When I was a young girl, I did not hold back my opinions about it.

"But dad, it's nothin' but noise!"

"Sophia, for the last time, it's not noise!"

Bless my father. He had no idea that it was actually more than just the ramblings of a five year old.

Everyone I know loves music. Even the blue meanies love it now.

I frown.

Yes, I, Sophia Annetion, a Pepperland citizen, hate music.

No, hate is not the right word.

I loathe music.

Now, yes, it is true that I was sad when the blue meanies took over, but I was sad at the fact that I couldn't live how I wanted to. There was no colour, no laughter, nothing.

It is those things that I love the most about Pepperland. And it was because of The Beatles that we were able to get them back. 

I focus my gaze on him.

He is smiling, looking over the huge crowd of people that had gathered.

Music is his life.

I feel my heart break a little.

How do I tell him that I love him even though I feel the exact opposite way about music?

I have kept this secret for my whole life.

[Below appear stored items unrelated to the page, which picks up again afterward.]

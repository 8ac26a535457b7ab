pub mod dense;
pub mod gru;
pub mod param;
pub mod repeat;

use serde::{Serialize, Deserialize};

use crate::math::matrix::Matrix;

pub use dense::Dense;
pub use gru::{BiGru, Gru};
pub use param::Param;
pub use repeat::RepeatVector;

/// One layer of a sequential sub-network.
#[derive(Debug, Clone, Serialize, Deserialize)]
#[serde(tag = "type", rename_all = "snake_case")]
pub enum Layer {
    BiGru(BiGru),
    Dense(Dense),
    RepeatVector(RepeatVector),
}

impl Layer {
    pub fn name(&self) -> &'static str {
        match self {
            Layer::BiGru(_) => "bidirectional_gru",
            Layer::Dense(_) => "dense",
            Layer::RepeatVector(_) => "repeat_vector",
        }
    }

    pub fn predict(&self, input: &Matrix) -> Matrix {
        match self {
            Layer::BiGru(l) => l.predict(input),
            Layer::Dense(l) => l.predict(input),
            Layer::RepeatVector(l) => l.predict(input),
        }
    }

    pub fn forward(&mut self, input: &Matrix) -> Matrix {
        match self {
            Layer::BiGru(l) => l.forward(input),
            Layer::Dense(l) => l.forward(input),
            Layer::RepeatVector(l) => l.predict(input),
        }
    }

    /// `input_rows` is the row count of the input seen by the last `forward`.
    pub fn backward(&mut self, grad: &Matrix, input_rows: usize) -> Matrix {
        match self {
            Layer::BiGru(l) => l.backward(grad, input_rows),
            Layer::Dense(l) => l.backward(grad),
            Layer::RepeatVector(l) => l.backward(grad),
        }
    }

    /// Output shape for a given `(rows, cols)` input shape.
    pub fn output_shape(&self, input: (usize, usize)) -> (usize, usize) {
        match self {
            Layer::BiGru(l) if l.return_sequences => (input.0, l.output_size()),
            Layer::BiGru(l) => (1, l.output_size()),
            Layer::Dense(l) => (input.0, l.units),
            Layer::RepeatVector(l) => (l.times, input.1),
        }
    }

    pub fn params_mut(&mut self) -> Vec<&mut Param> {
        match self {
            Layer::BiGru(l) => l.params_mut(),
            Layer::Dense(l) => l.params_mut(),
            Layer::RepeatVector(_) => Vec::new(),
        }
    }

    pub fn params(&self) -> Vec<&Param> {
        match self {
            Layer::BiGru(l) => l.params(),
            Layer::Dense(l) => l.params(),
            Layer::RepeatVector(_) => Vec::new(),
        }
    }

    pub fn param_count(&self) -> usize {
        match self {
            Layer::BiGru(l) => l.param_count(),
            Layer::Dense(l) => l.param_count(),
            Layer::RepeatVector(_) => 0,
        }
    }

    pub fn clear_cache(&mut self) {
        match self {
            Layer::BiGru(l) => l.clear_cache(),
            Layer::Dense(l) => l.clear_cache(),
            Layer::RepeatVector(_) => {}
        }
    }

    pub fn has_cache(&self) -> bool {
        match self {
            Layer::BiGru(l) => l.has_cache(),
            Layer::Dense(l) => l.has_cache(),
            Layer::RepeatVector(_) => false,
        }
    }
}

When I got old enough to know the severity of it, I started to pretend I liked it.

My parents were so proud of me when I did so.

I am teared out of my thoughts when I hear the beginning of a song.

"She loves you, yeah, yeah, yeah!"

I stop myself from covering my ears. 

There's no one around, so I could cover them if I wanted to, but, for him, I won't.

Should I even tell him?

No.

Who's to say that he won't turn me down because my thoughts about music? Besides, he doesn't need that kind of drama in his life.

He and his band think that Pepperland is a paradise.

It is, and I couldn't be the one to prove otherwise.

The song continues, and I feel tears start to fall from my eyes.

I'll never be able to tell him. 

The only person who I've loved this much in my life, and he is a musician.

Cruel irony, that is. Cruel, cruel, irony.

I take my hand away from the flower and place it on the ground.

Maybe, it is better if I don't tell him. 

I start to smile as more tears fall from my eyes.

He is happy now, happier than he's ever been in his life. And now, he will always have the happiness with him wherever he goes. 

And that is enough for me to be happy too.